Con la loro cattura, il Paese ha visto in manette una sorta di contadini anziani, espressione dell’essenzialità del male del tutto insensibili del sangue degli innocenti versato nelle stragi. L’arresto di Matteo Messina Denaro, invece, ha svelato il nuovo volto della mafia, quella che si è evoluta dagli attentati di Roma, Firenze e Milano, dalle stragi di Capaci e di via D’Amelio, e che, forte delle coperture di pezzi delle Istituzioni, si è infiltrata nell’economia reale. L’ultimo dei padrini, infatti, porta via con sé i più grandi segreti dell’epoca stragista e della trattativa Stato-mafia, ma lascia un tesoretto di almeno 4 miliardi di euro, nascosti nei paradisi fiscali esteri, che gli inquirenti non sono stati ancora in grado di individuare. Il latitante, nella sua lunga fuga degli ultimi trent’anni, ha viaggiato sotto mentite spoglie e non ha mai cambiato faccia, come raccontavano le leggende metropolitane riguardo a fantasiosi trapianti del viso.

Matteo Messina Denaro ha gestito in prima persona i suoi affari, dall’eolico all’edilizia, dai supermercati alle costruzioni, dall’immobiliare alla droga. E per sottrarsi all’arresto ha inventato lo stratagemma dei soprannomi nei pizzini, teorizzato nella sua prima missiva datata “I-X-.2004”, quando il capomafia aveva scritto all’ex sindaco di Castelvetrano, Antonio Vaccarino, morto di Covid nel 2021 e “arruolato” dai servizi segreti per stanare il ricercato. “Dopo avere letto, bruci questa lettera, non strappare, bruciare”, intimava il boss con l’alias “Alessio” al suo interlocutore soprannominato “Svetonio”. Con questo metodo, Messina Denaro ha comunicato con i suoi fiancheggiatori per decenni, depistando le indagini e beffando i poliziotti che erano sempre un passo dietro a lui. Finché la malattia non lo ha costretto a rivedere il metodo infallibile e a delegare molti dei suoi affari alla sorella Rosalia, alla quale scriveva i pizzini chiamandola Fragolone. Era lei l’erede designata del superboss, secondo gli inquirenti che l’hanno arrestata poco dopo aver preso il fratello. Ora, con la morte dell’ultimo degli stragisti, si apre la corsa per il comando della nuova mafia.

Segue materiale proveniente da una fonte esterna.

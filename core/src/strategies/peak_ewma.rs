use std::collections::HashMap;

use rand::RngCore;

use crate::components::request::Request;
use crate::stats::{Pewma, DEFAULT_PEAK_MS};
use crate::strategies::{ConnectionCounts, RoutingStrategy, ServerInfo};
use crate::traits::AgentId;

const SMOOTHING: f64 = 0.2;
/// Latency charged to a server for every request it drops.
pub const DROP_PENALTY_MS: f64 = 5000.0;

/// Routes to the server minimising `(open requests + 1) * peak latency`.
#[derive(Debug, Default)]
pub struct PeakEwma {
    connections: ConnectionCounts,
    estimators: HashMap<AgentId, Pewma>,
}

impl PeakEwma {
    pub fn connections(&self, server: AgentId) -> u32 {
        self.connections.get(&server).copied().unwrap_or(0)
    }

    pub fn peak(&self, server: AgentId) -> Option<f64> {
        self.estimators.get(&server).and_then(Pewma::peak)
    }

    fn score(&self, server: AgentId) -> f64 {
        let peak = self.peak(server).unwrap_or(DEFAULT_PEAK_MS);
        (self.connections(server) + 1) as f64 * peak
    }
}

impl RoutingStrategy for PeakEwma {
    fn name(&self) -> &'static str {
        "peak-exponentially-weighted-moving-average"
    }

    fn init(&mut self, in_flight: &ConnectionCounts) {
        self.connections = in_flight.clone();
    }

    fn choose_server(
        &mut self,
        _request: &Request,
        servers: &[ServerInfo],
        _rng: &mut dyn RngCore,
    ) -> Option<AgentId> {
        let mut chosen = servers.first()?.id;
        let mut lowest = self.score(chosen);
        for server in &servers[1..] {
            let score = self.score(server.id);
            if score < lowest {
                chosen = server.id;
                lowest = score;
            }
        }
        *self.connections.entry(chosen).or_insert(0) += 1;
        Some(chosen)
    }

    fn on_request_destroyed(&mut self, request: &Request) {
        let Some(server) = request.destination() else {
            return;
        };
        if let Some(count) = self.connections.get_mut(&server) {
            *count = count.saturating_sub(1);
        }
        let sample = if request.dropped {
            DROP_PENALTY_MS
        } else {
            request.age
        };
        self.estimators
            .entry(server)
            .or_insert_with(|| Pewma::new(SMOOTHING))
            .update(sample);
    }
}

La caduta del clan dei Corleonesi, infatti, riporta il potere nel luogo d’origine, il clan dei palermitani. Attualmente sono otto i mandamenti di Palermo, composti da 33 famiglie, nessuno dei quali detiene un’egemonia indiscussa sul territorio, ma “coabitano” sulla base di una suddivisione di ruoli e di influenze sulle diverse zone, reinvestendo i capitali derivanti dalle attività illecite. Le nuove leve in subbuglio si innalzano a capi e puntano a una rottura con il passato per il passaggio a una mafia 2.0. In questo scenario perdono dunque quota le voci che indicano come erede di Messina Denaro Giovanni Motisi, il 64enne palermitano soprannominato U pacchiuni (il grasso) e considerato uno dei killer al soldo di Totò Riina, inserito nell’elenco dei quattro latitanti più ricercati in Italia. Il modello a cui i nuovi picciotti si ispirano è quello della ‘ndrangheta calabrese, che ha avuto la forza, abbandonando le faide e favorendo gli accordi tra famiglie, di diventare la più potente organizzazione criminale italiana transnazionale, capace di contrattare da pari a pari con i cartelli colombiani.